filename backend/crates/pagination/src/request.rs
//! Client supplied page selector.

/// Page selector as supplied by a client, before clamping.
#[derive(Debug, Clone, Copy, PartialEq, Eq, Hash)]
pub enum PageRequest {
    /// A specific 1-based page number; may be zero, negative or too large.
    Number(i64),
    /// The last available page.
    Last,
}

impl PageRequest {
    /// The first page.
    pub const FIRST: Self = Self::Number(1);

    /// Parse a raw `page` query value.
    ///
    /// Absent or non-numeric values select the first page; the literal
    /// `last` selects the final page.
    ///
    /// # Examples
    /// ```
    /// use pagination::PageRequest;
    ///
    /// assert_eq!(PageRequest::parse(None), PageRequest::FIRST);
    /// assert_eq!(PageRequest::parse(Some("3")), PageRequest::Number(3));
    /// assert_eq!(PageRequest::parse(Some("abc")), PageRequest::FIRST);
    /// assert_eq!(PageRequest::parse(Some("last")), PageRequest::Last);
    /// ```
    #[must_use]
    pub fn parse(raw: Option<&str>) -> Self {
        match raw.map(str::trim) {
            Some("last") => Self::Last,
            Some(value) => value.parse::<i64>().map_or(Self::FIRST, Self::Number),
            None => Self::FIRST,
        }
    }
}

impl Default for PageRequest {
    fn default() -> Self {
        Self::FIRST
    }
}

impl From<Option<&str>> for PageRequest {
    fn from(raw: Option<&str>) -> Self {
        Self::parse(raw)
    }
}
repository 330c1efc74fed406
//! Default page renderer.
//!
//! Template rendering proper lives outside this service. [`JsonPageRenderer`]
//! emits a minimal HTML document that names the template and embeds the
//! context as JSON, which front-end templates (or tests) can consume.

use crate::domain::Page;
use crate::domain::ports::{PageRenderError, PageRenderer};

/// Element id of the embedded context script.
pub const CONTEXT_ELEMENT_ID: &str = "page-context";

/// Renders pages as HTML shells carrying their JSON context.
#[derive(Debug, Clone, Copy, Default)]
pub struct JsonPageRenderer;

impl PageRenderer for JsonPageRenderer {
    fn render(&self, page: &Page) -> Result<String, PageRenderError> {
        let template = page.template().name();
        let context = serde_json::to_string(page.context())
            .map_err(|err| PageRenderError::template(err.to_string()))?;
        Ok(format!(
            concat!(
                "<!DOCTYPE html>\n",
                "<html lang=\"en\">\n",
                "<head><meta charset=\"utf-8\"><title>{template}</title></head>\n",
                "<body data-template=\"{template}\">\n",
                "<script type=\"application/json\" id=\"{id}\">{context}</script>\n",
                "</body>\n",
                "</html>\n",
            ),
            template = template,
            id = CONTEXT_ELEMENT_ID,
            context = escape_script(&context),
        ))
    }
}

/// Make JSON safe to inline in a `<script>` element.
fn escape_script(json: &str) -> String {
    json.replace('<', "\\u003c")
        .replace('>', "\\u003e")
        .replace('&', "\\u0026")
}

/// Extract the embedded context from a rendered document.
pub fn extract_context(html: &str) -> Option<serde_json::Value> {
    let marker = format!("id=\"{CONTEXT_ELEMENT_ID}\">");
    let start = html.find(&marker)? + marker.len();
    let rest = html.get(start..)?;
    let end = rest.find("</script>")?;
    serde_json::from_str(rest.get(..end)?).ok()
}
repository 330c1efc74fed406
//! Inbound adapters that translate external requests into domain service
//! calls while keeping framework details at the edge.

pub mod http;
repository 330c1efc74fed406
//! Typed form input and pure validation.
//!
//! Validation never fails loudly: it returns either a normalised record or
//! the field-level messages to show beside the re-rendered form.

use std::collections::BTreeMap;

use file_format::FileFormat;
use serde::Serialize;

use super::{CommentText, GroupId, PostText};

/// Message for a missing or blank required field.
pub const REQUIRED_MESSAGE: &str = "This field is required.";
/// Message for a group that is not one of the offered choices.
pub const INVALID_CHOICE_MESSAGE: &str =
    "Select a valid choice. That choice is not one of the available choices.";
/// Message for an upload with no content.
pub const EMPTY_FILE_MESSAGE: &str = "The submitted file is empty.";
/// Message for an upload that is not a recognised image.
pub const INVALID_IMAGE_MESSAGE: &str =
    "Upload a valid image. The file you uploaded was either not an image or a corrupted image.";

/// Field-level validation messages keyed by field name.
#[derive(Debug, Clone, Default, PartialEq, Eq, Serialize)]
#[serde(transparent)]
pub struct FormErrors(BTreeMap<String, Vec<String>>);

impl FormErrors {
    /// Record a message against `field`.
    pub fn add(&mut self, field: &str, message: &str) {
        self.0
            .entry(field.to_owned())
            .or_default()
            .push(message.to_owned());
    }

    /// Messages recorded for `field`.
    pub fn field(&self, field: &str) -> &[String] {
        self.0.get(field).map_or(&[], Vec::as_slice)
    }

    pub fn is_empty(&self) -> bool {
        self.0.is_empty()
    }

    fn into_result<T>(self, value: impl FnOnce() -> Option<T>) -> Result<T, Self> {
        match (self.is_empty(), value()) {
            (true, Some(valid)) => Ok(valid),
            _ => Err(self),
        }
    }
}

/// An uploaded file as received from the client.
#[derive(Debug, Clone, PartialEq, Eq)]
pub struct UploadedImage {
    pub file_name: String,
    pub content_type: Option<String>,
    pub bytes: Vec<u8>,
}

/// An upload whose content was recognised as a raster image.
#[derive(Debug, Clone, PartialEq, Eq)]
pub struct ValidImage {
    file_name: String,
    media_type: String,
    bytes: Vec<u8>,
}

impl ValidImage {
    /// Original file name as submitted.
    pub fn file_name(&self) -> &str {
        self.file_name.as_str()
    }

    /// Media type detected from the content.
    pub fn media_type(&self) -> &str {
        self.media_type.as_str()
    }

    pub fn bytes(&self) -> &[u8] {
        self.bytes.as_slice()
    }
}

/// Raw post form submission.
#[derive(Debug, Clone, Default, PartialEq, Eq)]
pub struct PostForm {
    pub text: Option<String>,
    /// Group id as submitted; an empty string means "no group".
    pub group: Option<String>,
    pub image: Option<UploadedImage>,
}

/// Values echoed back into a re-rendered post form.
#[derive(Debug, Clone, Default, PartialEq, Eq, Serialize)]
pub struct PostFormValues {
    pub text: String,
    pub group: String,
}

impl PostForm {
    /// Values to pre-fill when the form is shown again.
    pub fn values(&self) -> PostFormValues {
        PostFormValues {
            text: self.text.clone().unwrap_or_default(),
            group: self.group.clone().unwrap_or_default(),
        }
    }
}

/// A post submission that passed validation.
#[derive(Debug, Clone, PartialEq, Eq)]
pub struct ValidPost {
    pub text: PostText,
    pub group: Option<GroupId>,
    pub image: Option<ValidImage>,
}

/// Raw comment form submission.
#[derive(Debug, Clone, Default, PartialEq, Eq)]
pub struct CommentForm {
    pub text: Option<String>,
}

/// A comment submission that passed validation.
#[derive(Debug, Clone, PartialEq, Eq)]
pub struct ValidComment {
    pub text: CommentText,
}

/// Validate a post submission against the groups that may be chosen.
///
/// # Examples
/// ```
/// use yatube::domain::{GroupId, PostForm, validate_post};
///
/// let form = PostForm {
///     text: Some(" hello ".into()),
///     group: Some("1".into()),
///     image: None,
/// };
/// let valid = validate_post(&form, &[GroupId::new(1)]).expect("valid form");
/// assert_eq!(valid.text.as_ref(), "hello");
/// assert_eq!(valid.group, Some(GroupId::new(1)));
/// ```
pub fn validate_post(form: &PostForm, known_groups: &[GroupId]) -> Result<ValidPost, FormErrors> {
    let mut errors = FormErrors::default();

    let text = form.text.as_deref().and_then(|raw| PostText::new(raw).ok());
    if text.is_none() {
        errors.add("text", REQUIRED_MESSAGE);
    }

    let group = match parse_group(form.group.as_deref(), known_groups) {
        Ok(group) => group,
        Err(message) => {
            errors.add("group", message);
            None
        }
    };

    let image = match form.image.as_ref().map(validate_image).transpose() {
        Ok(image) => image,
        Err(message) => {
            errors.add("image", message);
            None
        }
    };

    errors.into_result(|| text.map(|text| ValidPost { text, group, image }))
}

/// Validate a comment submission.
pub fn validate_comment(form: &CommentForm) -> Result<ValidComment, FormErrors> {
    let mut errors = FormErrors::default();
    let text = form.text.as_deref().and_then(|raw| CommentText::new(raw).ok());
    if text.is_none() {
        errors.add("text", REQUIRED_MESSAGE);
    }
    errors.into_result(|| text.map(|text| ValidComment { text }))
}

fn parse_group(
    raw: Option<&str>,
    known_groups: &[GroupId],
) -> Result<Option<GroupId>, &'static str> {
    let Some(raw) = raw.map(str::trim).filter(|value| !value.is_empty()) else {
        return Ok(None);
    };
    let id = raw
        .parse::<i64>()
        .map(GroupId::new)
        .map_err(|_| INVALID_CHOICE_MESSAGE)?;
    if known_groups.contains(&id) {
        Ok(Some(id))
    } else {
        Err(INVALID_CHOICE_MESSAGE)
    }
}

fn validate_image(upload: &UploadedImage) -> Result<ValidImage, &'static str> {
    if upload.bytes.is_empty() {
        return Err(EMPTY_FILE_MESSAGE);
    }
    let format = FileFormat::from_bytes(&upload.bytes);
    if !is_raster_image(format) {
        return Err(INVALID_IMAGE_MESSAGE);
    }
    Ok(ValidImage {
        file_name: upload.file_name.clone(),
        media_type: format.media_type().to_owned(),
        bytes: upload.bytes.clone(),
    })
}

fn is_raster_image(format: FileFormat) -> bool {
    matches!(
        format,
        FileFormat::GraphicsInterchangeFormat
            | FileFormat::PortableNetworkGraphics
            | FileFormat::AnimatedPortableNetworkGraphics
            | FileFormat::JointPhotographicExpertsGroup
            | FileFormat::Webp
            | FileFormat::WindowsBitmap
            | FileFormat::Av1ImageFileFormat
    )
}
//! Port for turning page descriptors into HTML.
use crate::domain::Page;

use super::define_port_error;

define_port_error! {
    /// Errors raised by renderers.
    pub enum PageRenderError {
        /// The template could not be rendered with the given context.
        Template { message: String } => "page rendering failed: {message}",
    }
}

/// Renders [`Page`] descriptors to an HTML body.
#[cfg_attr(test, mockall::automock)]
pub trait PageRenderer: Send + Sync {
    /// Render `page` to a complete HTML document.
    fn render(&self, page: &Page) -> Result<String, PageRenderError>;
}
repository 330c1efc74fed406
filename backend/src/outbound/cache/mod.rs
//! Page cache adapters.
//!
//! - [`InMemoryPageCache`]: process-wide store with per-entry expiry.
//! - [`NoOpPageCache`]: never stores anything, which disables caching.

mod in_memory;
mod no_op;

pub use in_memory::InMemoryPageCache;
pub use no_op::NoOpPageCache;
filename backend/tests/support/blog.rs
//! Shared HTTP helpers for the blog integration tests.
//!
//! Each helper drives the full application built by
//! [`TestWorld::app`](yatube::test_support::http::TestWorld::app): requests go
//! through the session, trace and routing layers exactly as in production.

#![allow(dead_code, reason = "each test binary uses a subset of the helpers")]

use actix_http::Request;
use actix_web::body::MessageBody;
use actix_web::cookie::Cookie;
use actix_web::dev::{Service, ServiceResponse};
use actix_web::http::{StatusCode, header};
use actix_web::test::{self, TestRequest};
use serde_json::Value;
use yatube::domain::{Group, GroupSlug, User, Username};
use yatube::outbound::render::extract_context;
use yatube::test_support::http::TestWorld;

pub const BOUNDARY: &str = "yatube-boundary";

/// A rendered page: status, template name and embedded context.
#[derive(Debug)]
pub struct Rendered {
    pub status: StatusCode,
    pub template: String,
    pub body: String,
    pub context: Value,
}

impl Rendered {
    /// Items of the page's `page_obj`.
    pub fn items(&self) -> &[Value] {
        self.context["page_obj"]["items"]
            .as_array()
            .map(Vec::as_slice)
            .unwrap_or_default()
    }

    /// Texts of the listed posts, in display order.
    pub fn texts(&self) -> Vec<String> {
        self.items()
            .iter()
            .filter_map(|post| post["text"].as_str().map(str::to_owned))
            .collect()
    }
}

pub fn add_user(world: &TestWorld, name: &str) -> User {
    let username = Username::new(name).expect("valid username");
    world.store.add_user(username).expect("store user")
}

pub fn add_group(world: &TestWorld, title: &str, slug: &str) -> Group {
    let slug = GroupSlug::new(slug).expect("valid slug");
    world
        .store
        .add_group(title, slug, "A test group")
        .expect("store group")
}

/// Sign in as `username` and return the session cookie.
pub async fn sign_in<S, B>(app: &S, username: &str) -> Cookie<'static>
where
    S: Service<Request, Response = ServiceResponse<B>, Error = actix_web::Error>,
    B: MessageBody,
{
    let uri = format!("/test/sign-in/{username}/");
    let response = test::call_service(app, TestRequest::get().uri(&uri).to_request()).await;
    assert_eq!(response.status(), StatusCode::NO_CONTENT);
    response
        .response()
        .cookies()
        .find(|cookie| cookie.name() == "session")
        .expect("session cookie")
        .into_owned()
}

/// GET `path` and decode the rendered page.
pub async fn get_page<S, B>(app: &S, path: &str, cookie: Option<&Cookie<'static>>) -> Rendered
where
    S: Service<Request, Response = ServiceResponse<B>, Error = actix_web::Error>,
    B: MessageBody,
{
    let mut request = TestRequest::get().uri(path);
    if let Some(cookie) = cookie {
        request = request.cookie(cookie.clone());
    }
    let response = test::call_service(app, request.to_request()).await;
    let status = response.status();
    let bytes = test::read_body(response).await;
    let body = String::from_utf8(bytes.to_vec()).expect("utf-8 body");
    let template = template_of(&body).unwrap_or_default().to_owned();
    let context = extract_context(&body).unwrap_or(Value::Null);
    Rendered {
        status,
        template,
        body,
        context,
    }
}

/// GET `path` and return the redirect target.
pub async fn get_redirect<S, B>(app: &S, path: &str, cookie: &Cookie<'static>) -> String
where
    S: Service<Request, Response = ServiceResponse<B>, Error = actix_web::Error>,
    B: MessageBody,
{
    let request = TestRequest::get().uri(path).cookie(cookie.clone());
    let response = test::call_service(app, request.to_request()).await;
    assert_eq!(response.status(), StatusCode::FOUND, "GET {path}");
    location(&response)
}

/// POST an urlencoded form and return the response status and location.
pub async fn post_form<S, B>(
    app: &S,
    path: &str,
    cookie: &Cookie<'static>,
    fields: &[(&str, &str)],
) -> (StatusCode, String)
where
    S: Service<Request, Response = ServiceResponse<B>, Error = actix_web::Error>,
    B: MessageBody,
{
    let request = TestRequest::post()
        .uri(path)
        .cookie(cookie.clone())
        .set_form(fields)
        .to_request();
    let response = test::call_service(app, request).await;
    (response.status(), location(&response))
}

/// POST a multipart form with an optional image part.
pub async fn post_multipart<S, B>(
    app: &S,
    path: &str,
    cookie: &Cookie<'static>,
    fields: &[(&str, &str)],
    image: Option<(&str, &[u8])>,
) -> (StatusCode, String)
where
    S: Service<Request, Response = ServiceResponse<B>, Error = actix_web::Error>,
    B: MessageBody,
{
    let request = TestRequest::post()
        .uri(path)
        .cookie(cookie.clone())
        .insert_header((
            header::CONTENT_TYPE,
            format!("multipart/form-data; boundary={BOUNDARY}"),
        ))
        .set_payload(multipart_body(fields, image))
        .to_request();
    let response = test::call_service(app, request).await;
    (response.status(), location(&response))
}

/// Create a post as the signed-in user and return its id.
pub async fn create_post<S, B>(
    app: &S,
    cookie: &Cookie<'static>,
    text: &str,
    group: Option<&Group>,
) -> i64
where
    S: Service<Request, Response = ServiceResponse<B>, Error = actix_web::Error>,
    B: MessageBody,
{
    let group_id = group.map(|group| group.id().to_string()).unwrap_or_default();
    let (status, target) = post_form(
        app,
        "/create/",
        cookie,
        &[("text", text), ("group", group_id.as_str())],
    )
    .await;
    assert_eq!(status, StatusCode::FOUND, "create {text}");
    let profile = get_page(app, &target, None).await;
    profile
        .items()
        .iter()
        .find(|post| post["text"] == text)
        .and_then(|post| post["id"].as_i64())
        .expect("created post listed on the profile")
}

pub fn multipart_body(fields: &[(&str, &str)], image: Option<(&str, &[u8])>) -> Vec<u8> {
    let mut body = Vec::new();
    for (name, value) in fields {
        body.extend_from_slice(
            format!(
                "--{BOUNDARY}\r\nContent-Disposition: form-data; name=\"{name}\"\r\n\r\n{value}\r\n"
            )
            .as_bytes(),
        );
    }
    if let Some((file_name, bytes)) = image {
        body.extend_from_slice(
            format!(
                "--{BOUNDARY}\r\nContent-Disposition: form-data; name=\"image\"; filename=\"{file_name}\"\r\nContent-Type: application/octet-stream\r\n\r\n"
            )
            .as_bytes(),
        );
        body.extend_from_slice(bytes);
        body.extend_from_slice(b"\r\n");
    }
    body.extend_from_slice(format!("--{BOUNDARY}--\r\n").as_bytes());
    body
}

fn location<B>(response: &ServiceResponse<B>) -> String {
    response
        .headers()
        .get(header::LOCATION)
        .and_then(|value| value.to_str().ok())
        .unwrap_or_default()
        .to_owned()
}

fn template_of(body: &str) -> Option<&str> {
    let marker = "data-template=\"";
    let start = body.find(marker)? + marker.len();
    let rest = body.get(start..)?;
    rest.get(..rest.find('"')?)
}
//! Session helpers to keep HTTP handlers free of framework-specific logic.
//!
//! The identity subsystem signs users in and stores their username in the
//! cookie session under [`USERNAME_KEY`]; this crate only reads it back.

use actix_session::Session;
use actix_web::{FromRequest, HttpRequest, dev::Payload};
use futures_util::future::LocalBoxFuture;
use tracing::warn;

use crate::domain::{Error, Username};

pub(crate) const USERNAME_KEY: &str = "username";

/// Newtype wrapper that exposes higher-level session operations.
#[derive(Clone)]
pub struct SessionContext(Session);

impl SessionContext {
    pub fn new(session: Session) -> Self {
        Self(session)
    }

    /// Record `username` as the signed-in user.
    pub fn persist_username(&self, username: &Username) -> Result<(), Error> {
        self.0
            .insert(USERNAME_KEY, username.as_ref())
            .map_err(|error| Error::internal(format!("failed to persist session: {error}")))
    }

    /// The signed-in username, if the session carries a well-formed one.
    pub fn username(&self) -> Result<Option<Username>, Error> {
        let raw = self
            .0
            .get::<String>(USERNAME_KEY)
            .map_err(|error| Error::internal(format!("failed to read session: {error}")))?;
        Ok(raw.and_then(|value| match Username::new(value) {
            Ok(username) => Some(username),
            Err(error) => {
                warn!(%error, "invalid username in session cookie");
                None
            }
        }))
    }
}

impl FromRequest for SessionContext {
    type Error = actix_web::Error;
    type Future = LocalBoxFuture<'static, Result<Self, Self::Error>>;

    fn from_request(req: &HttpRequest, payload: &mut Payload) -> Self::Future {
        let fut = Session::from_request(req, payload);
        Box::pin(async move { fut.await.map(SessionContext::new) })
    }
}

▶ [Exercise requirements]: Take the line above containing "Make JSON safe", the line containing "a rendered document.", and all lines in between, and copy them exactly without anything else.

▶ [Solution]:
/// Make JSON safe to inline in a `<script>` element.
fn escape_script(json: &str) -> String {
    json.replace('<', "\\u003c")
        .replace('>', "\\u003e")
        .replace('&', "\\u0026")
}

/// Extract the embedded context from a rendered document.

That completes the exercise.